ASSIGNMENT> In the listing below, identify each line with the word "hint" and return those lines.

Top of SUPPLIED ENTRIES

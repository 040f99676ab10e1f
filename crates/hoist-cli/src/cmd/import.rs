use super::InputError;
use crate::credentials::Credentials;
use crate::jira::JiraClient;
use crate::output::{OutputMode, pretty_kv, pretty_rule, pretty_section, render_mode};
use anyhow::Result;
use clap::Args;
use hoist_core::config::{ConfigOverrides, ImportTarget, ProjectConfig, load_project_config};
use hoist_core::error::ErrorCode;
use hoist_core::{
    Catalog, ImportEvent, ImportOutcome, ImportReport, ItemLevel, OutcomeResult, ProgressObserver,
    run_import_with_progress,
};
use serde::Serialize;
use std::fmt;
use std::io::{self, Write};
use std::path::{Path, PathBuf};
use tracing::{debug, info};

/// Longest summary shown on a progress line.
const SUMMARY_WIDTH: usize = 50;

#[derive(Args, Debug)]
pub struct ImportArgs {
    /// Catalog file (.toml or .json) listing the epics and their stories.
    #[arg(long, value_name = "FILE")]
    pub catalog: PathBuf,

    /// Project config file. Defaults to ./hoist.toml when present.
    #[arg(long, value_name = "FILE")]
    pub config: Option<PathBuf>,

    /// Jira project key, e.g. CP.
    #[arg(long, value_name = "KEY")]
    pub project: Option<String>,

    /// Issue type id used for epics.
    #[arg(long, value_name = "ID")]
    pub epic_type: Option<String>,

    /// Issue type id used for stories.
    #[arg(long, value_name = "ID")]
    pub story_type: Option<String>,

    /// Custom field that stores story points, e.g. customfield_10016.
    #[arg(long, value_name = "FIELD")]
    pub points_field: Option<String>,

    /// Jira site root, e.g. https://example.atlassian.net.
    #[arg(long, value_name = "URL")]
    pub base_url: Option<String>,

    /// Show what would be created without contacting Jira.
    #[arg(long)]
    pub dry_run: bool,

    /// Skip the delays between requests.
    #[arg(long)]
    pub no_pacing: bool,

    /// Retry rate-limited requests (HTTP 429/503) up to N times.
    #[arg(long, value_name = "N")]
    pub retries: Option<u32>,
}

impl ImportArgs {
    fn overrides(&self) -> ConfigOverrides {
        ConfigOverrides {
            base_url: self.base_url.clone(),
            project_key: self.project.clone(),
            epic_type_id: self.epic_type.clone(),
            story_type_id: self.story_type.clone(),
            points_field: self.points_field.clone(),
            max_retries: self.retries,
            no_pacing: self.no_pacing,
        }
    }
}

/// Final JSON document for a completed run.
#[derive(Debug, Serialize)]
struct ImportSummary<'a> {
    project: &'a str,
    board_url: String,
    #[serde(flatten)]
    report: &'a ImportReport,
}

#[derive(Debug, Serialize)]
struct PlannedEpic {
    title: String,
    summary: String,
    labels: Vec<String>,
    stories: usize,
    points: u64,
}

#[derive(Debug, Serialize)]
struct ImportPlan {
    dry_run: bool,
    project: String,
    base_url: String,
    board_url: String,
    epics: usize,
    stories: usize,
    planned_points: u64,
    items: Vec<PlannedEpic>,
}

impl ImportPlan {
    fn new(catalog: &Catalog, target: &ImportTarget) -> Self {
        Self {
            dry_run: true,
            project: target.project_key.clone(),
            base_url: target.base_url.clone(),
            board_url: target.board_url(),
            epics: catalog.parent_count(),
            stories: catalog.child_count(),
            planned_points: catalog.planned_points(),
            items: catalog
                .items()
                .iter()
                .map(|epic| PlannedEpic {
                    title: epic.title.clone(),
                    summary: epic.summary.clone(),
                    labels: epic.labels.clone(),
                    stories: epic.children.len(),
                    points: epic.planned_points(),
                })
                .collect(),
        }
    }
}

/// Load `hoist.toml` (or `--config`), layer the flags on top, and resolve.
fn load_target(args: &ImportArgs, project_root: &Path) -> Result<(ProjectConfig, ImportTarget)> {
    let mut config = load_project_config(args.config.as_deref(), project_root)
        .map_err(|err| InputError::new(ErrorCode::ConfigParseError, err))?;
    config.apply_overrides(args.overrides());
    let target = config.resolve()?;
    Ok((config, target))
}

pub fn run_import(args: &ImportArgs, output: OutputMode, project_root: &Path) -> Result<()> {
    let catalog = super::load_catalog(&args.catalog)?;

    if args.dry_run {
        let (_, target) = load_target(args, project_root)?;
        let plan = ImportPlan::new(&catalog, &target);
        return render_mode(output, &plan, render_plan_text, render_plan_pretty);
    }

    // Missing credentials are reported ahead of missing project settings.
    let credentials = Credentials::from_env()?;
    let (config, target) = load_target(args, project_root)?;
    info!(
        project = %target.project_key,
        base_url = %target.base_url,
        user = credentials.email(),
        "starting import"
    );

    let mut client = JiraClient::new(target.clone(), &credentials);
    let pacing = config.pacing.to_policy();

    let report = if output.is_json() {
        hoist_core::run_import(&catalog, &mut client, pacing)
    } else {
        let stdout = io::stdout();
        let mut out = stdout.lock();
        write_header(&mut out, output, &catalog, &target)?;
        let mut printer = ProgressPrinter::new(out);
        run_import_with_progress(&catalog, &mut client, pacing, &mut printer)
    };
    debug!(requests = client.request_count(), "import requests sent");

    let summary = ImportSummary {
        project: &target.project_key,
        board_url: target.board_url(),
        report: &report,
    };
    render_mode(output, &summary, render_summary_text, render_summary_pretty)
}

fn write_header(
    w: &mut dyn Write,
    output: OutputMode,
    catalog: &Catalog,
    target: &ImportTarget,
) -> io::Result<()> {
    if output == OutputMode::Pretty {
        pretty_section(w, "IMPORT")?;
        pretty_kv(w, "Project", &target.project_key)?;
        pretty_kv(w, "Site", &target.base_url)?;
        pretty_kv(w, "Epics", catalog.parent_count().to_string())?;
        pretty_kv(w, "Stories", catalog.child_count().to_string())?;
        pretty_kv(w, "Points", catalog.planned_points().to_string())?;
        pretty_rule(w)
    } else {
        writeln!(
            w,
            "import project={} epics={} stories={} points={}",
            target.project_key,
            catalog.parent_count(),
            catalog.child_count(),
            catalog.planned_points()
        )
    }
}

/// Prints one line per event as the run progresses.
struct ProgressPrinter<W> {
    out: W,
}

impl<W: Write> ProgressPrinter<W> {
    const fn new(out: W) -> Self {
        Self { out }
    }

    fn line(&mut self, args: fmt::Arguments<'_>) {
        if let Err(err) = self.out.write_fmt(args).and_then(|()| self.out.write_all(b"\n")) {
            debug!(error = %err, "progress line not written");
        }
    }
}

impl<W: Write> ProgressObserver for ProgressPrinter<W> {
    fn on_event(&mut self, event: &ImportEvent<'_>) {
        match event {
            ImportEvent::ParentStarted { index, total, spec } => {
                self.line(format_args!(
                    "\n[{}/{total}] Creating epic: {}",
                    index + 1,
                    spec.summary
                ));
            }
            ImportEvent::ParentFinished { outcome } => match outcome.remote() {
                Some(remote) => {
                    self.line(format_args!("  [OK] {remote} - {}", clip(&outcome.summary)));
                }
                None => self.line(format_args!("  [FAIL] {}", tagged_reason(outcome))),
            },
            ImportEvent::ChildFinished { total, outcome } => {
                let position = outcome.child_index.map_or(0, |i| i + 1);
                match outcome.remote() {
                    Some(remote) => self.line(format_args!(
                        "    [{position}/{total}] [OK] {remote} ({}pts) - {}",
                        outcome.weight,
                        clip(&outcome.summary)
                    )),
                    None => self.line(format_args!(
                        "    [{position}/{total}] [FAIL] {} - {}",
                        clip(&outcome.summary),
                        tagged_reason(outcome)
                    )),
                }
            }
            ImportEvent::ChildSkipped { outcome } => {
                if let (OutcomeResult::Skipped { cause }, Some(code)) =
                    (&outcome.result, outcome.result.code())
                {
                    self.line(format_args!(
                        "    [SKIP] {} ({cause}) [{code}]",
                        clip(&outcome.summary)
                    ));
                }
            }
        }
    }
}

fn clip(summary: &str) -> String {
    if summary.chars().count() <= SUMMARY_WIDTH {
        return summary.to_string();
    }
    let mut clipped: String = summary.chars().take(SUMMARY_WIDTH).collect();
    clipped.push_str("...");
    clipped
}

const fn level_name(level: ItemLevel) -> &'static str {
    match level {
        ItemLevel::Parent => "epic",
        ItemLevel::Child => "story",
    }
}

fn follow_up_reason(outcome: &ImportOutcome) -> Option<String> {
    match &outcome.result {
        OutcomeResult::Created { .. } => None,
        OutcomeResult::Failed { reason, .. } => Some(reason.clone()),
        OutcomeResult::Skipped { cause } => Some(cause.to_string()),
    }
}

/// Failure reason followed by its error code, e.g. `HTTP 400 [E3001]`.
fn tagged_reason(outcome: &ImportOutcome) -> String {
    match (follow_up_reason(outcome), outcome.result.code()) {
        (Some(reason), Some(code)) => format!("{reason} [{code}]"),
        (reason, _) => reason.unwrap_or_default(),
    }
}

fn render_summary_pretty(summary: &ImportSummary<'_>, w: &mut dyn Write) -> io::Result<()> {
    let report = summary.report;
    writeln!(w)?;
    pretty_section(w, "IMPORT COMPLETE")?;
    pretty_kv(
        w,
        "Epics",
        format!(
            "{}/{} created, {} failed",
            report.parents.created, report.parents.total, report.parents.failed
        ),
    )?;
    pretty_kv(
        w,
        "Stories",
        format!(
            "{}/{} created, {} failed, {} skipped",
            report.children.created,
            report.children.total,
            report.children.failed,
            report.children.skipped
        ),
    )?;
    pretty_kv(w, "Points", report.points_created.to_string())?;
    pretty_kv(w, "Board", &summary.board_url)?;

    let follow_up: Vec<_> = report
        .outcomes
        .iter()
        .filter_map(|o| Some((o, o.result.code()?, follow_up_reason(o)?)))
        .collect();
    if follow_up.is_empty() {
        return Ok(());
    }

    writeln!(w)?;
    writeln!(w, "Needs follow-up ({}):", follow_up.len())?;
    let mut codes: Vec<ErrorCode> = Vec::new();
    for (outcome, code, reason) in &follow_up {
        let marker = if outcome.result.is_skipped() { "SKIP" } else { "FAIL" };
        writeln!(
            w,
            "  [{marker}] {code} {:<5} {} ({reason})",
            level_name(outcome.level),
            clip(&outcome.summary)
        )?;
        if !codes.contains(code) {
            codes.push(*code);
        }
    }

    writeln!(w)?;
    for code in codes {
        writeln!(w, "  {code}  {}", code.message())?;
        if let Some(hint) = code.hint() {
            writeln!(w, "         {hint}")?;
        }
    }
    Ok(())
}

fn render_summary_text(summary: &ImportSummary<'_>, w: &mut dyn Write) -> io::Result<()> {
    let report = summary.report;
    writeln!(
        w,
        "epics total={} created={} failed={}",
        report.parents.total, report.parents.created, report.parents.failed
    )?;
    writeln!(
        w,
        "stories total={} created={} failed={} skipped={}",
        report.children.total,
        report.children.created,
        report.children.failed,
        report.children.skipped
    )?;
    writeln!(w, "points {}", report.points_created)?;
    writeln!(w, "board {}", summary.board_url)?;
    for outcome in &report.outcomes {
        if let (Some(code), Some(reason)) = (outcome.result.code(), follow_up_reason(outcome)) {
            let marker = if outcome.result.is_skipped() { "skip" } else { "fail" };
            writeln!(
                w,
                "{marker} {code} {} \"{}\" {reason}",
                level_name(outcome.level),
                outcome.summary
            )?;
        }
    }
    Ok(())
}

fn render_plan_pretty(plan: &ImportPlan, w: &mut dyn Write) -> io::Result<()> {
    pretty_section(w, "DRY RUN")?;
    pretty_kv(w, "Project", &plan.project)?;
    pretty_kv(w, "Site", &plan.base_url)?;
    pretty_kv(w, "Epics", plan.epics.to_string())?;
    pretty_kv(w, "Stories", plan.stories.to_string())?;
    pretty_kv(w, "Points", plan.planned_points.to_string())?;
    pretty_rule(w)?;
    for (index, epic) in plan.items.iter().enumerate() {
        writeln!(
            w,
            "{:>3}. {} ({} stories, {} pts)",
            index + 1,
            epic.summary,
            epic.stories,
            epic.points
        )?;
    }
    writeln!(w)?;
    writeln!(w, "Nothing was sent. Re-run without --dry-run to import.")
}

fn render_plan_text(plan: &ImportPlan, w: &mut dyn Write) -> io::Result<()> {
    writeln!(
        w,
        "dry-run project={} epics={} stories={} points={}",
        plan.project, plan.epics, plan.stories, plan.planned_points
    )?;
    for epic in &plan.items {
        writeln!(
            w,
            "epic \"{}\" stories={} points={}",
            epic.summary, epic.stories, epic.points
        )?;
    }
    Ok(())
}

Bottom of SUPPLIED ENTRIES

SOLUTION TO THE EXERCISE>
        if let Some(hint) = code.hint() {
            writeln!(w, "         {hint}")?;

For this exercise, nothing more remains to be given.